The projects included an expansion of the Santa Teresa Jetport, which could be leveraged by companies that have recently begun operations in the area that is also growing as a hub of international trade.
Other projects to receive funding include a downtown Las Cruces parking garage, rehabilitation of the Las Cruces International Airport, flood control, and wastewater treatment improvements.
“Christmas came very early this year for the city and county,” according to the Las Cruces Sun-News.
Four Corners Area
Governments in the northwest part of the state also received millions to improve roads and other infrastructure – and $1 million to help build a “state-of-the-art new film studio” that officials say could boost the local economy.
San Juan County Manager Mike Stark said, “First and foremost, it’s economic development. We’re really focused on us having a facility that makes us more attractive to film projects.”
The Navajo Nation received more than $28.7 million, which Vice President Myron Lizer said was one of the largest capital outlay infusions the Nation has ever received. The total includes $3.1 million for public safety and school security improvements, $2 million for a renewable energy project, and $1.2 million for agriculture centers at Diné College which could help continue the industry’s growth in our state.
The City of Albuquerque and surrounding area had the most capital outlay funds allocated to it at $223.7 million.
Much of the money going into Albuquerque will fund public safety improvements, such as DNA testing kits for rape victims, emergency response radio equipment, and new vehicles for the Albuquerque Fire and Rescue Department. Senator Jacob Candelaria said the capital outlay will help ensure “safe and vibrant communities” in the city.
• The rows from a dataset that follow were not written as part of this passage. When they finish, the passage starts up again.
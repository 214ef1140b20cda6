//! Derivation of the remote key name used for an operation.

use std::{fmt, sync::Arc};

use serde::{Deserialize, Deserializer};
use serde_json::Value;
use thiserror::Error;

/// Errors raised while deriving a key name.
#[derive(Debug, Clone, Error, PartialEq, Eq)]
pub enum KeyNameError {
    /// The strategy needs a document, but none is available (query time).
    #[error("no document is available to derive a per-document key name")]
    MissingDocument,

    /// The document has no usable `_id`.
    #[error("document has no string or numeric _id")]
    MissingDocumentId,

    /// The derived name is empty.
    #[error("derived key name is empty")]
    Empty,

    /// A caller-supplied function failed.
    #[error("{0}")]
    Custom(String),
}

/// Signature of a caller-supplied key-name function.
///
/// Receives the collection identity and, for document operations, the
/// document. At query time the document is `None`.
pub type KeyNameFn = dyn Fn(&str, Option<&Value>) -> Result<String, KeyNameError> + Send + Sync;

/// How the key name is derived from `(collection, document)`.
#[derive(Clone, Default)]
pub enum KeyNameStrategy {
    /// The collection name. Identical for every document.
    #[default]
    PerCollection,
    /// `<collection>-<document _id>`. Unusable at query time.
    PerDocument,
    /// A fixed name.
    Literal(String),
    /// A caller-supplied function.
    Custom(Arc<KeyNameFn>),
}

impl KeyNameStrategy {
    /// Wrap a closure as [`KeyNameStrategy::Custom`].
    pub fn custom<F>(f: F) -> Self
    where
        F: Fn(&str, Option<&Value>) -> Result<String, KeyNameError> + Send + Sync + 'static,
    {
        Self::Custom(Arc::new(f))
    }

    /// Derive the key name.
    ///
    /// # Errors
    ///
    /// - [`KeyNameError::MissingDocument`] for `PerDocument` without a document.
    /// - [`KeyNameError::MissingDocumentId`] for `PerDocument` on a document without `_id`.
    /// - [`KeyNameError::Empty`] if the result is an empty string.
    /// - Whatever a custom function returns.
    pub fn derive(&self, collection: &str, document: Option<&Value>) -> Result<String, KeyNameError> {
        let name = match self {
            Self::PerCollection => collection.to_owned(),
            Self::PerDocument => {
                let document = document.ok_or(KeyNameError::MissingDocument)?;
                let id = document_id(document).ok_or(KeyNameError::MissingDocumentId)?;
                format!("{collection}-{id}")
            }
            Self::Literal(name) => name.clone(),
            Self::Custom(f) => f(collection, document)?,
        };
        if name.is_empty() {
            return Err(KeyNameError::Empty);
        }
        Ok(name)
    }

    /// Whether a key name can be derived without a document.
    ///
    /// Only `PerDocument` is known to be unsearchable; a custom function is
    /// checked when a query actually needs it.
    pub fn supports_search(&self) -> bool {
        !matches!(self, Self::PerDocument)
    }
}

impl fmt::Debug for KeyNameStrategy {
    fn fmt(&self, f: &mut fmt::Formatter<'_>) -> fmt::Result {
        match self {
            Self::PerCollection => f.write_str("PerCollection"),
            Self::PerDocument => f.write_str("PerDocument"),
            Self::Literal(name) => f.debug_tuple("Literal").field(name).finish(),
            Self::Custom(_) => f.write_str("Custom(..)"),
        }
    }
}

impl From<String> for KeyNameStrategy {
    /// `"per_collection"` and `"per_document"` select those modes; any other
    /// string is a literal key name.
    fn from(mode: String) -> Self {
        match mode.as_str() {
            "per_collection" => Self::PerCollection,
            "per_document" => Self::PerDocument,
            _ => Self::Literal(mode),
        }
    }
}

impl<'de> Deserialize<'de> for KeyNameStrategy {
    fn deserialize<D: Deserializer<'de>>(deserializer: D) -> Result<Self, D::Error> {
        String::deserialize(deserializer).map(Self::from)
    }
}

/// Render a document's `_id` as used in per-document key names.
fn document_id(document: &Value) -> Option<String> {
    match document.get("_id")? {
        Value::String(id) if !id.is_empty() => Some(id.clone()),
        Value::Number(n) => Some(n.to_string()),
        Value::Object(map) => map.get("$oid").and_then(Value::as_str).map(str::to_owned),
        _ => None,
    }
}
//! Axum request handlers for all service endpoints.

use axum::{
    extract::{Path, State},
    http::StatusCode,
    response::{IntoResponse, Response},
    Json,
};
use common::protocol::{DocumentBody, ErrorResponse, HealthResponse, QueryBody};
use common::ServiceError;
use fle::{FieldEncryptor, FleError};
use tracing::warn;

use super::state::AppState;

/// Error returned by handlers, rendered as an [`ErrorResponse`] body.
pub struct ApiError(ServiceError);

impl From<FleError> for ApiError {
    fn from(e: FleError) -> Self {
        let err = match &e {
            FleError::Configuration(_) | FleError::KeyName(_) => ServiceError::BadRequest(e.to_string()),
            FleError::KeyService(_)
            | FleError::AlignmentViolation { .. }
            | FleError::MalformedPayload { .. } => ServiceError::KeyService(e.to_string()),
            FleError::Store(_) => ServiceError::Internal(e.to_string()),
        };
        Self(err)
    }
}

impl IntoResponse for ApiError {
    fn into_response(self) -> Response {
        let status =
            StatusCode::from_u16(self.0.http_status()).unwrap_or(StatusCode::INTERNAL_SERVER_ERROR);
        if status.is_server_error() {
            warn!(code = self.0.code(), error = %self.0, "request failed");
        }
        let message = match &self.0 {
            ServiceError::BadRequest(m)
            | ServiceError::NotFound(m)
            | ServiceError::KeyService(m)
            | ServiceError::Unavailable(m)
            | ServiceError::Internal(m) => m.clone(),
        };
        (status, Json(ErrorResponse::new(self.0.code(), message))).into_response()
    }
}

/// Look up the encryptor bound to `collection`.
///
/// Until the first policy load succeeds every collection is unavailable
/// rather than unknown.
fn encryptor(state: &AppState, collection: &str) -> Result<FieldEncryptor, ApiError> {
    if state.registry.is_empty() {
        return Err(ApiError(ServiceError::Unavailable(
            "no collection policies loaded".into(),
        )));
    }
    state
        .registry
        .get(collection)
        .map_err(|e| ApiError(ServiceError::NotFound(e.to_string())))
}

/// `POST /collections/:name/encrypt`: encrypt the collection's fields of a document.
pub async fn encrypt(
    State(state): State<AppState>,
    Path(collection): Path<String>,
    Json(body): Json<DocumentBody>,
) -> Result<Json<DocumentBody>, ApiError> {
    let encryptor = encryptor(&state, &collection)?;
    let mut document = body.document;
    encryptor.encrypt(&mut document).await?;
    Ok(Json(DocumentBody { document }))
}

/// `POST /collections/:name/decrypt`: restore plaintext fields of a stored document.
pub async fn decrypt(
    State(state): State<AppState>,
    Path(collection): Path<String>,
    Json(body): Json<DocumentBody>,
) -> Result<Json<DocumentBody>, ApiError> {
    let encryptor = encryptor(&state, &collection)?;
    let mut document = body.document;
    encryptor.decrypt(&mut document).await?;
    Ok(Json(DocumentBody { document }))
}

/// `POST /collections/:name/query`: rewrite a filter so it matches stored ciphertext.
///
/// Only matches documents when the collection key uses convergent encryption.
pub async fn query(
    State(state): State<AppState>,
    Path(collection): Path<String>,
    Json(body): Json<QueryBody>,
) -> Result<Json<QueryBody>, ApiError> {
    let encryptor = encryptor(&state, &collection)?;
    let mut filter = body.filter;
    encryptor.rewrite_query(&mut filter).await?;
    Ok(Json(QueryBody { filter }))
}

/// `GET /health`: liveness and readiness check.
///
/// Returns `200 OK` when at least one collection policy is loaded.
/// Returns `503 Service Unavailable` otherwise.
pub async fn health(State(state): State<AppState>) -> Response {
    let collections_loaded = state.registry.len();

    let (status_code, status_str) = if collections_loaded > 0 {
        (StatusCode::OK, "ok")
    } else {
        (StatusCode::SERVICE_UNAVAILABLE, "degraded")
    };

    let body = HealthResponse {
        status: status_str.into(),
        collections_loaded,
    };
    (status_code, Json(body)).into_response()
}

/// Catch-all 404 handler.
pub async fn not_found() -> impl IntoResponse {
    let err = ErrorResponse::new("not_found", "the requested resource does not exist");
    (StatusCode::NOT_FOUND, Json(err))
}
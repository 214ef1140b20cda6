//! Dotted-path resolution over JSON documents.
//!
//! A path such as `"objectOfStrings.string1"` walks nested objects one segment
//! at a time. Arrays are never traversed: a segment that lands on an array
//! (or any other non-object) resolves to nothing.

use serde_json::{Map, Value};

/// Split a dotted path into its segments.
fn segments(path: &str) -> impl Iterator<Item = &str> {
    path.split('.')
}

/// Return the value stored at `path`, if every intermediate segment is an object.
pub fn get<'a>(document: &'a Value, path: &str) -> Option<&'a Value> {
    segments(path).try_fold(document, |node, segment| match node {
        Value::Object(map) => map.get(segment),
        _ => None,
    })
}

/// Mutable counterpart of [`get`].
pub fn get_mut<'a>(document: &'a mut Value, path: &str) -> Option<&'a mut Value> {
    segments(path).try_fold(document, |node, segment| match node {
        Value::Object(map) => map.get_mut(segment),
        _ => None,
    })
}

/// Return the string stored at `path`, or `None` when absent or not a string.
pub fn get_str<'a>(document: &'a Value, path: &str) -> Option<&'a str> {
    get(document, path).and_then(Value::as_str)
}

/// Return the string at `path` only when it is non-empty.
///
/// This is the presence test used on both sides of a batch exchange: a field
/// takes part in a batch exactly when this returns `Some`.
pub fn present_str<'a>(document: &'a Value, path: &str) -> Option<&'a str> {
    get_str(document, path).filter(|s| !s.is_empty())
}

/// Overwrite an existing string leaf at `path`.
///
/// Returns `false` and leaves the document untouched if the path does not
/// currently resolve to a string.
pub fn replace_str(document: &mut Value, path: &str, value: String) -> bool {
    match get_mut(document, path) {
        Some(slot @ Value::String(_)) => {
            *slot = Value::String(value);
            true
        }
        _ => false,
    }
}

/// Write `value` at `path`, creating intermediate objects as needed.
///
/// Returns `false` if an intermediate segment exists but is not an object.
pub fn insert(document: &mut Value, path: &str, value: Value) -> bool {
    let mut parts: Vec<&str> = segments(path).collect();
    let Some(last) = parts.pop() else {
        return false;
    };

    let mut node = document;
    for segment in parts {
        let Value::Object(map) = node else {
            return false;
        };
        node = map
            .entry(segment.to_owned())
            .or_insert_with(|| Value::Object(Map::new()));
    }

    match node {
        Value::Object(map) => {
            map.insert(last.to_owned(), value);
            true
        }
        _ => false,
    }
}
Infrastructure and community projects were also funded, with $7.5 million for traffic mitigation efforts around Balloon Fiesta Park, $7.5 million for the Railyards development, $1.9 million for the International District Library, and $2 million allocated to 14 different little league projects.
The $60 million Albuquerque received is “a 40-50 percent increase from what we’ve historically gotten,” Mayor Tim Keller said. “We feel this [year] was a major reset when it comes to how the state prioritizes all areas – and, in this case, a city that is in need and asking for help. This year, we got it. It’s awesome.”
Legislators earmarked $87.9 million for projects in Santa Fe County. This included $30 million to build a new Department of Public Safety crime lab to help meet the rising demand for forensic evidence testing.
It also funded an upgrade of the Santa Fe Regional Airport’s passenger terminal that could attract more direct flights and further boost tourism in the area.